MediaWiki 1.35.4
4 October 2021
MediaWiki version 1.35.4 is now available (security release).
Upgrading to MediaWiki 1.35.4
MediaWiki 1.35.4 can be upgraded to (or installed) using any of Installatron's products. Use Installatron's optional Automatic Update feature to automatically apply MediaWiki updates as new versions are released, or use Installatron's Clone feature to duplicate an existing MediaWiki install to test the 1.35.4 upgrade prior to applying it live.
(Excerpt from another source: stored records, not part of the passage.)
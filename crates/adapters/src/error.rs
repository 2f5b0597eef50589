use reqwest::StatusCode;
use thiserror::Error;

#[derive(Debug, Error)]
pub enum AdapterError {
    #[error("http request failed: {0}")]
    Http(#[from] reqwest::Error),
    #[error("failed to parse response: {0}")]
    Json(#[from] serde_json::Error),
    #[error("invalid adapter configuration: {0}")]
    InvalidConfig(String),
    #[error("unexpected http status {status}: {body}")]
    HttpStatus { status: StatusCode, body: String },
    #[error("API returned an empty response")]
    EmptyResponse,
}

impl AdapterError {
    pub fn invalid_config(message: impl Into<String>) -> Self {
        AdapterError::InvalidConfig(message.into())
    }
}
use config::{Environment, File};
use serde::{Deserialize, Serialize};
use std::fmt;
use std::fs;
use std::path::{Path, PathBuf};
use std::str::FromStr;
use thiserror::Error;

use crate::logging::LogLevel;

fn default_model_name() -> String {
    "gpt-4o".to_string()
}

fn default_interface() -> String {
    "openai".to_string()
}

fn default_temperature() -> f32 {
    0.7
}

fn default_max_tokens() -> u32 {
    3000
}

fn default_timeout() -> u64 {
    600
}

fn default_max_concurrent_chapters() -> usize {
    3
}

fn default_min_chapters() -> usize {
    5
}

fn default_max_chapters() -> usize {
    11
}

fn default_output_dir() -> PathBuf {
    PathBuf::from("output")
}

fn default_logs_dir() -> PathBuf {
    PathBuf::from("logs")
}

fn default_log_level() -> String {
    "debug".to_string()
}

#[derive(Debug, Error)]
pub enum ConfigError {
    #[error("failed to load settings: {0}")]
    Load(#[from] config::ConfigError),
    #[error("failed to create directory `{path}`: {source}")]
    CreateDir {
        path: PathBuf,
        source: std::io::Error,
    },
    #[error("invalid setting `{key}`: {reason}")]
    Invalid { key: &'static str, reason: String },
}

impl ConfigError {
    fn invalid(key: &'static str, reason: impl Into<String>) -> Self {
        Self::Invalid {
            key,
            reason: reason.into(),
        }
    }
}

#[derive(Clone, Copy, Debug, Default, Eq, PartialEq, Hash, Serialize, Deserialize)]
pub enum OutputLanguage {
    #[default]
    #[serde(rename = "pt-BR")]
    Portuguese,
    #[serde(rename = "en-US")]
    English,
}

impl OutputLanguage {
    pub fn code(&self) -> &'static str {
        match self {
            Self::Portuguese => "pt-BR",
            Self::English => "en-US",
        }
    }

    /// Name used inside prompts ("write in ...").
    pub fn display_name(&self) -> &'static str {
        match self {
            Self::Portuguese => "Brazilian Portuguese",
            Self::English => "English",
        }
    }
}

impl fmt::Display for OutputLanguage {
    fn fmt(&self, f: &mut fmt::Formatter<'_>) -> fmt::Result {
        f.write_str(self.code())
    }
}

impl FromStr for OutputLanguage {
    type Err = String;

    fn from_str(value: &str) -> Result<Self, Self::Err> {
        match value.trim() {
            "pt-BR" => Ok(Self::Portuguese),
            "en-US" => Ok(Self::English),
            other => Err(format!(
                "unsupported language `{other}`, expected `pt-BR` or `en-US`"
            )),
        }
    }
}

/// Process-wide settings, built once and handed to every component.
///
/// Keys mirror the environment variable names in lowercase, so
/// `MAX_CONCURRENT_CHAPTERS=5` lands in `max_concurrent_chapters`.
#[derive(Clone, Debug, Serialize, Deserialize, PartialEq)]
pub struct Settings {
    #[serde(default)]
    pub openai_api_key: String,
    #[serde(default)]
    pub openai_base_url: String,
    #[serde(default = "default_interface")]
    pub llm_interface: String,
    #[serde(default = "default_model_name")]
    pub model_name: String,
    #[serde(default = "default_temperature")]
    pub openai_temperature: f32,
    #[serde(default = "default_max_tokens")]
    pub max_tokens: u32,
    #[serde(default)]
    pub frequency_penalty: f32,
    #[serde(default)]
    pub presence_penalty: f32,
    #[serde(default = "default_timeout")]
    pub llm_timeout: u64,
    #[serde(default = "default_max_concurrent_chapters")]
    pub max_concurrent_chapters: usize,
    #[serde(default = "default_min_chapters")]
    pub min_chapters: usize,
    #[serde(default = "default_max_chapters")]
    pub max_chapters: usize,
    #[serde(default)]
    pub review_chapters: bool,
    #[serde(default)]
    pub serper_api_key: Option<String>,
    #[serde(default)]
    pub default_language: OutputLanguage,
    #[serde(default = "default_output_dir")]
    pub output_dir: PathBuf,
    #[serde(default)]
    pub backup_dir: Option<PathBuf>,
    #[serde(default = "default_logs_dir")]
    pub logs_dir: PathBuf,
    #[serde(default)]
    pub log_file: Option<PathBuf>,
    #[serde(default = "default_log_level")]
    pub log_level: String,
    #[serde(default)]
    pub export_pdf: bool,
    #[serde(default)]
    pub export_epub: bool,
}

impl Default for Settings {
    fn default() -> Self {
        Self {
            openai_api_key: String::new(),
            openai_base_url: String::new(),
            llm_interface: default_interface(),
            model_name: default_model_name(),
            openai_temperature: default_temperature(),
            max_tokens: default_max_tokens(),
            frequency_penalty: 0.0,
            presence_penalty: 0.0,
            llm_timeout: default_timeout(),
            max_concurrent_chapters: default_max_concurrent_chapters(),
            min_chapters: default_min_chapters(),
            max_chapters: default_max_chapters(),
            review_chapters: false,
            serper_api_key: None,
            default_language: OutputLanguage::default(),
            output_dir: default_output_dir(),
            backup_dir: None,
            logs_dir: default_logs_dir(),
            log_file: None,
            log_level: default_log_level(),
            export_pdf: false,
            export_epub: false,
        }
    }
}

impl Settings {
    /// Loads defaults, then the optional config file, then the process
    /// environment, and validates the result.
    pub fn load(config_file: Option<&Path>) -> Result<Self, ConfigError> {
        Self::from_sources(config_file, Environment::default())
    }

    /// Same as [`Settings::load`] but with an explicit set of variables in place
    /// of the process environment.
    pub fn from_vars<I, K, V>(config_file: Option<&Path>, vars: I) -> Result<Self, ConfigError>
    where
        I: IntoIterator<Item = (K, V)>,
        K: Into<String>,
        V: Into<String>,
    {
        let map: config::Map<String, String> = vars
            .into_iter()
            .map(|(key, value)| (key.into(), value.into()))
            .collect();
        Self::from_sources(config_file, Environment::default().source(Some(map)))
    }

    fn from_sources(
        config_file: Option<&Path>,
        environment: Environment,
    ) -> Result<Self, ConfigError> {
        let mut builder = config::Config::builder();
        if let Some(path) = config_file {
            builder = builder.add_source(File::from(path).required(true));
        }
        let settings: Settings = builder
            .add_source(environment.try_parsing(true))
            .build()?
            .try_deserialize()?;
        settings.validate()?;
        Ok(settings)
    }

    pub fn validate(&self) -> Result<(), ConfigError> {
        if self.openai_api_key.trim().is_empty() && self.llm_interface != "ollama" {
            return Err(ConfigError::invalid(
                "OPENAI_API_KEY",
                "must be set (environment or config file)",
            ));
        }
        if self.model_name.trim().is_empty() {
            return Err(ConfigError::invalid("MODEL_NAME", "must not be empty"));
        }
        if !(0.0..=2.0).contains(&self.openai_temperature) {
            return Err(ConfigError::invalid(
                "OPENAI_TEMPERATURE",
                format!("{} is outside 0.0..=2.0", self.openai_temperature),
            ));
        }
        if self.max_concurrent_chapters == 0 {
            return Err(ConfigError::invalid(
                "MAX_CONCURRENT_CHAPTERS",
                "must be at least 1",
            ));
        }
        if self.min_chapters == 0 || self.min_chapters > self.max_chapters {
            return Err(ConfigError::invalid(
                "MIN_CHAPTERS",
                format!(
                    "must be between 1 and MAX_CHAPTERS ({}), got {}",
                    self.max_chapters, self.min_chapters
                ),
            ));
        }
        self.log_level
            .parse::<LogLevel>()
            .map_err(|reason| ConfigError::invalid("LOG_LEVEL", reason))?;
        Ok(())
    }

    pub fn backup_dir(&self) -> PathBuf {
        self.backup_dir
            .clone()
            .unwrap_or_else(|| self.output_dir.join("backup"))
    }

    pub fn log_file(&self) -> PathBuf {
        self.log_file
            .clone()
            .unwrap_or_else(|| self.logs_dir.join("app.log"))
    }

    pub fn log_level(&self) -> LogLevel {
        self.log_level.parse().unwrap_or(LogLevel::Debug)
    }

    pub fn serper_api_key(&self) -> Option<&str> {
        self.serper_api_key
            .as_deref()
            .map(str::trim)
            .filter(|key| !key.is_empty())
    }

    pub fn ensure_directories(&self) -> Result<(), ConfigError> {
        for dir in [self.output_dir.clone(), self.backup_dir(), self.logs_dir.clone()] {
            fs::create_dir_all(&dir).map_err(|source| ConfigError::CreateDir {
                path: dir.clone(),
                source,
            })?;
        }
        Ok(())
    }
}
Get started managing your MediaWiki installations with Installatron
What's New in MediaWiki 1.35.4
Security
- CVE-2021-41798: XSS vulnerability in Special:Search.
- CVE-2021-41799: ApiQueryBacklinks can cause a full table scan.
- CVE-2021-41800: fix PoolCounter protection of Special:Contributions.
Bug Fixes
- Mark ApiClientLogin/ApiLogin as requiring write mode.
- Make postgres IRC channel point to libera.chat.
- ExtensionProcessor: Remove loaderScripts from extension.json schemas.
- Installer: Fix mediawiki-announce auto subscription code.
- FormatJson: Optimize encode() for supported PHP versions.
- renameRestrictions.php: Update protected_titles as well.
- $wgMimeTypeBlacklist - This configuration array now prohibits the RFC 4329 form of JavaScript, 'application/javascript', as well as previous MIME types.
- resourceloader: Call getStyleFiles from FileModule::getFileHashes.
- parser: Avoid calling ParserOptions::getOption() too many times.